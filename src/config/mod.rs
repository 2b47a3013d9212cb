mod schema;

pub use schema::{ActivitySetup, SetupFile, TeamSetup};

use anyhow::{Context, Result};
use std::fs;
use std::path::{Path, PathBuf};

/// Get the data directory path (~/.config/gameday/)
pub fn get_data_dir() -> PathBuf {
    let home = dirs::home_dir().expect("Could not determine home directory");
    home.join(".config").join("gameday")
}

/// Get the default competition state file path (~/.config/gameday/competition.json)
pub fn get_state_path() -> PathBuf {
    get_data_dir().join("competition.json")
}

/// Load a competition setup file
///
/// # Errors
///
/// Returns an error if:
/// - The setup file does not exist
/// - The setup file cannot be read
/// - The YAML cannot be parsed
pub fn load_setup(path: &Path) -> Result<SetupFile> {
    if !path.exists() {
        anyhow::bail!("Setup file not found at {}", path.display());
    }

    let content = fs::read_to_string(path)
        .with_context(|| format!("Failed to read setup file at {}", path.display()))?;

    let setup: SetupFile = serde_saphyr::from_str(&content)
        .with_context(|| format!("Failed to parse setup: invalid YAML in {}", path.display()))?;

    Ok(setup)
}
use chrono::{DateTime, Utc};
use serde::{Deserialize, Serialize};
use std::fmt;

use crate::scoring::rules::ScoringRules;

#[derive(Debug, Clone, Serialize, Deserialize)]
pub struct Team {
    pub id: u32,
    pub name: String,
    pub captain: String, // participant name, matched by name rather than a flag
    /// Cached total. The point records are authoritative; this must equal
    /// their sum after every recomputation.
    pub total_score: i64,
}

#[derive(Debug, Clone, Serialize, Deserialize)]
pub struct Participant {
    pub id: u32,
    pub name: String,
    pub team_id: u32,
}

impl Participant {
    /// Whether this participant captains the given team.
    pub fn is_captain_of(&self, team: &Team) -> bool {
        self.team_id == team.id && self.name == team.captain
    }
}

/// How an activity is scored. Determines which scoring algorithm applies;
/// fixed at creation.
#[derive(Debug, Clone, Copy, PartialEq, Eq, Serialize, Deserialize)]
#[serde(rename_all = "lowercase")]
pub enum ActivityKind {
    Team,
    Individual,
}

impl fmt::Display for ActivityKind {
    fn fmt(&self, f: &mut fmt::Formatter<'_>) -> fmt::Result {
        match self {
            ActivityKind::Team => write!(f, "team"),
            ActivityKind::Individual => write!(f, "individual"),
        }
    }
}

#[derive(Debug, Clone, Serialize, Deserialize)]
pub struct Activity {
    pub id: u32,
    pub name: String,
    pub kind: ActivityKind,
    /// Display unit for raw values, e.g. "points" or "seconds".
    #[serde(default)]
    pub unit: Option<String>,
    pub completed: bool,
    #[serde(default)]
    pub winner_name: Option<String>,
}

/// Whether a point record is attributed to a team or to a participant.
#[derive(Debug, Clone, Copy, PartialEq, Eq, Serialize, Deserialize)]
#[serde(rename_all = "lowercase")]
pub enum PointKind {
    Team,
    Individual,
}

/// The authoritative unit of points for one entity in one activity.
///
/// Records are immutable once written; re-saving an activity's scores
/// replaces all of its records wholesale.
#[derive(Debug, Clone, PartialEq, Serialize, Deserialize)]
pub struct PointRecord {
    pub activity_id: u32,
    #[serde(default)]
    pub team_id: Option<u32>,
    #[serde(default)]
    pub participant_id: Option<u32>,
    #[serde(default)]
    pub raw_value: Option<f64>,
    pub points: i64,
    pub kind: PointKind,
}

#[derive(Debug, Clone, Copy, PartialEq)]
pub struct TeamScore {
    pub team_id: u32,
    pub raw: f64,
}

#[derive(Debug, Clone, Copy, PartialEq)]
pub struct ParticipantScore {
    pub participant_id: u32,
    pub raw: f64,
}

/// Raw input for one activity save.
///
/// The mode is chosen by the caller per save operation (a toggle in the
/// original score entry flow), never inferred from the shape of the data.
#[derive(Debug, Clone, PartialEq)]
pub enum ScoreInput {
    /// Team activity, win/loss toggle. `None` means undecided: no points
    /// are produced and the activity cannot be marked completed.
    WinLoss { winning_team: Option<u32> },
    /// Team activity, custom numeric score per team.
    TeamTotals(Vec<TeamScore>),
    /// Individual activity, numeric score per participant. Participants
    /// without an entry are excluded from records and ranking.
    Individual(Vec<ParticipantScore>),
}

impl ScoreInput {
    pub fn mode_name(&self) -> &'static str {
        match self {
            ScoreInput::WinLoss { .. } => "win/loss",
            ScoreInput::TeamTotals(_) => "team score",
            ScoreInput::Individual(_) => "individual",
        }
    }
}

/// The persisted competition document.
#[derive(Debug, Clone, Serialize, Deserialize)]
pub struct CompetitionState {
    pub version: u32,
    pub name: String,
    pub created_at: DateTime<Utc>,
    pub updated_at: DateTime<Utc>,
    pub rules: ScoringRules,
    pub teams: Vec<Team>,
    pub participants: Vec<Participant>,
    pub activities: Vec<Activity>,
    #[serde(default)]
    pub point_records: Vec<PointRecord>,
}

pub const STATE_VERSION: u32 = 1;

impl CompetitionState {
    /// Create an empty competition with default rules.
    pub fn new(name: impl Into<String>) -> Self {
        let now = Utc::now();
        Self {
            version: STATE_VERSION,
            name: name.into(),
            created_at: now,
            updated_at: now,
            rules: ScoringRules::default(),
            teams: Vec::new(),
            participants: Vec::new(),
            activities: Vec::new(),
            point_records: Vec::new(),
        }
    }

    pub fn team(&self, id: u32) -> Option<&Team> {
        self.teams.iter().find(|t| t.id == id)
    }

    pub fn team_by_name(&self, name: &str) -> Option<&Team> {
        self.teams.iter().find(|t| t.name.eq_ignore_ascii_case(name))
    }

    pub fn participant(&self, id: u32) -> Option<&Participant> {
        self.participants.iter().find(|p| p.id == id)
    }

    pub fn participant_by_name(&self, name: &str) -> Option<&Participant> {
        self.participants
            .iter()
            .find(|p| p.name.eq_ignore_ascii_case(name))
    }

    pub fn activity(&self, id: u32) -> Option<&Activity> {
        self.activities.iter().find(|a| a.id == id)
    }

    pub fn activity_by_name(&self, name: &str) -> Option<&Activity> {
        self.activities
            .iter()
            .find(|a| a.name.eq_ignore_ascii_case(name))
    }

    /// All point records belonging to one activity.
    pub fn records_for(&self, activity_id: u32) -> Vec<&PointRecord> {
        self.point_records
            .iter()
            .filter(|r| r.activity_id == activity_id)
            .collect()
    }

    /// Participants on one team, in roster order.
    pub fn roster(&self, team_id: u32) -> Vec<&Participant> {
        self.participants
            .iter()
            .filter(|p| p.team_id == team_id)
            .collect()
    }
}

Problem description: Set down the full listing. Keep every line exact.

Answer section:
filename src/config/mod.rs
repository 2b47a3013d9212cb
mod schema;

pub use schema::{ActivitySetup, SetupFile, TeamSetup};

use anyhow::{Context, Result};
use std::fs;
use std::path::{Path, PathBuf};

/// Get the data directory path (~/.config/gameday/)
pub fn get_data_dir() -> PathBuf {
    let home = dirs::home_dir().expect("Could not determine home directory");
    home.join(".config").join("gameday")
}

/// Get the default competition state file path (~/.config/gameday/competition.json)
pub fn get_state_path() -> PathBuf {
    get_data_dir().join("competition.json")
}

/// Load a competition setup file
///
/// # Errors
///
/// Returns an error if:
/// - The setup file does not exist
/// - The setup file cannot be read
/// - The YAML cannot be parsed
pub fn load_setup(path: &Path) -> Result<SetupFile> {
    if !path.exists() {
        anyhow::bail!("Setup file not found at {}", path.display());
    }

    let content = fs::read_to_string(path)
        .with_context(|| format!("Failed to read setup file at {}", path.display()))?;

    let setup: SetupFile = serde_saphyr::from_str(&content)
        .with_context(|| format!("Failed to parse setup: invalid YAML in {}", path.display()))?;

    Ok(setup)
}
use chrono::{DateTime, Utc};
use serde::{Deserialize, Serialize};
use std::fmt;

use crate::scoring::rules::ScoringRules;

#[derive(Debug, Clone, Serialize, Deserialize)]
pub struct Team {
    pub id: u32,
    pub name: String,
    pub captain: String, // participant name, matched by name rather than a flag
    /// Cached total. The point records are authoritative; this must equal
    /// their sum after every recomputation.
    pub total_score: i64,
}

#[derive(Debug, Clone, Serialize, Deserialize)]
pub struct Participant {
    pub id: u32,
    pub name: String,
    pub team_id: u32,
}

impl Participant {
    /// Whether this participant captains the given team.
    pub fn is_captain_of(&self, team: &Team) -> bool {
        self.team_id == team.id && self.name == team.captain
    }
}

/// How an activity is scored. Determines which scoring algorithm applies;
/// fixed at creation.
#[derive(Debug, Clone, Copy, PartialEq, Eq, Serialize, Deserialize)]
#[serde(rename_all = "lowercase")]
pub enum ActivityKind {
    Team,
    Individual,
}

impl fmt::Display for ActivityKind {
    fn fmt(&self, f: &mut fmt::Formatter<'_>) -> fmt::Result {
        match self {
            ActivityKind::Team => write!(f, "team"),
            ActivityKind::Individual => write!(f, "individual"),
        }
    }
}

#[derive(Debug, Clone, Serialize, Deserialize)]
pub struct Activity {
    pub id: u32,
    pub name: String,
    pub kind: ActivityKind,
    /// Display unit for raw values, e.g. "points" or "seconds".
    #[serde(default)]
    pub unit: Option<String>,
    pub completed: bool,
    #[serde(default)]
    pub winner_name: Option<String>,
}

/// Whether a point record is attributed to a team or to a participant.
#[derive(Debug, Clone, Copy, PartialEq, Eq, Serialize, Deserialize)]
#[serde(rename_all = "lowercase")]
pub enum PointKind {
    Team,
    Individual,
}

/// The authoritative unit of points for one entity in one activity.
///
/// Records are immutable once written; re-saving an activity's scores
/// replaces all of its records wholesale.
#[derive(Debug, Clone, PartialEq, Serialize, Deserialize)]
pub struct PointRecord {
    pub activity_id: u32,
    #[serde(default)]
    pub team_id: Option<u32>,
    #[serde(default)]
    pub participant_id: Option<u32>,
    #[serde(default)]
    pub raw_value: Option<f64>,
    pub points: i64,
    pub kind: PointKind,
}

#[derive(Debug, Clone, Copy, PartialEq)]
pub struct TeamScore {
    pub team_id: u32,
    pub raw: f64,
}

#[derive(Debug, Clone, Copy, PartialEq)]
pub struct ParticipantScore {
    pub participant_id: u32,
    pub raw: f64,
}

/// Raw input for one activity save.
///
/// The mode is chosen by the caller per save operation (a toggle in the
/// original score entry flow), never inferred from the shape of the data.
#[derive(Debug, Clone, PartialEq)]
pub enum ScoreInput {
    /// Team activity, win/loss toggle. `None` means undecided: no points
    /// are produced and the activity cannot be marked completed.
    WinLoss { winning_team: Option<u32> },
    /// Team activity, custom numeric score per team.
    TeamTotals(Vec<TeamScore>),
    /// Individual activity, numeric score per participant. Participants
    /// without an entry are excluded from records and ranking.
    Individual(Vec<ParticipantScore>),
}

impl ScoreInput {
    pub fn mode_name(&self) -> &'static str {
        match self {
            ScoreInput::WinLoss { .. } => "win/loss",
            ScoreInput::TeamTotals(_) => "team score",
            ScoreInput::Individual(_) => "individual",
        }
    }
}

/// The persisted competition document.
#[derive(Debug, Clone, Serialize, Deserialize)]
pub struct CompetitionState {
    pub version: u32,
    pub name: String,
    pub created_at: DateTime<Utc>,
    pub updated_at: DateTime<Utc>,
    pub rules: ScoringRules,
    pub teams: Vec<Team>,
    pub participants: Vec<Participant>,
    pub activities: Vec<Activity>,
    #[serde(default)]
    pub point_records: Vec<PointRecord>,
}

pub const STATE_VERSION: u32 = 1;

impl CompetitionState {
    /// Create an empty competition with default rules.
    pub fn new(name: impl Into<String>) -> Self {
        let now = Utc::now();
        Self {
            version: STATE_VERSION,
            name: name.into(),
            created_at: now,
            updated_at: now,
            rules: ScoringRules::default(),
            teams: Vec::new(),
            participants: Vec::new(),
            activities: Vec::new(),
            point_records: Vec::new(),
        }
    }

    pub fn team(&self, id: u32) -> Option<&Team> {
        self.teams.iter().find(|t| t.id == id)
    }

    pub fn team_by_name(&self, name: &str) -> Option<&Team> {
        self.teams.iter().find(|t| t.name.eq_ignore_ascii_case(name))
    }

    pub fn participant(&self, id: u32) -> Option<&Participant> {
        self.participants.iter().find(|p| p.id == id)
    }

    pub fn participant_by_name(&self, name: &str) -> Option<&Participant> {
        self.participants
            .iter()
            .find(|p| p.name.eq_ignore_ascii_case(name))
    }

    pub fn activity(&self, id: u32) -> Option<&Activity> {
        self.activities.iter().find(|a| a.id == id)
    }

    pub fn activity_by_name(&self, name: &str) -> Option<&Activity> {
        self.activities
            .iter()
            .find(|a| a.name.eq_ignore_ascii_case(name))
    }

    /// All point records belonging to one activity.
    pub fn records_for(&self, activity_id: u32) -> Vec<&PointRecord> {
        self.point_records
            .iter()
            .filter(|r| r.activity_id == activity_id)
            .collect()
    }

    /// Participants on one team, in roster order.
    pub fn roster(&self, team_id: u32) -> Vec<&Participant> {
        self.participants
            .iter()
            .filter(|p| p.team_id == team_id)
            .collect()
    }
}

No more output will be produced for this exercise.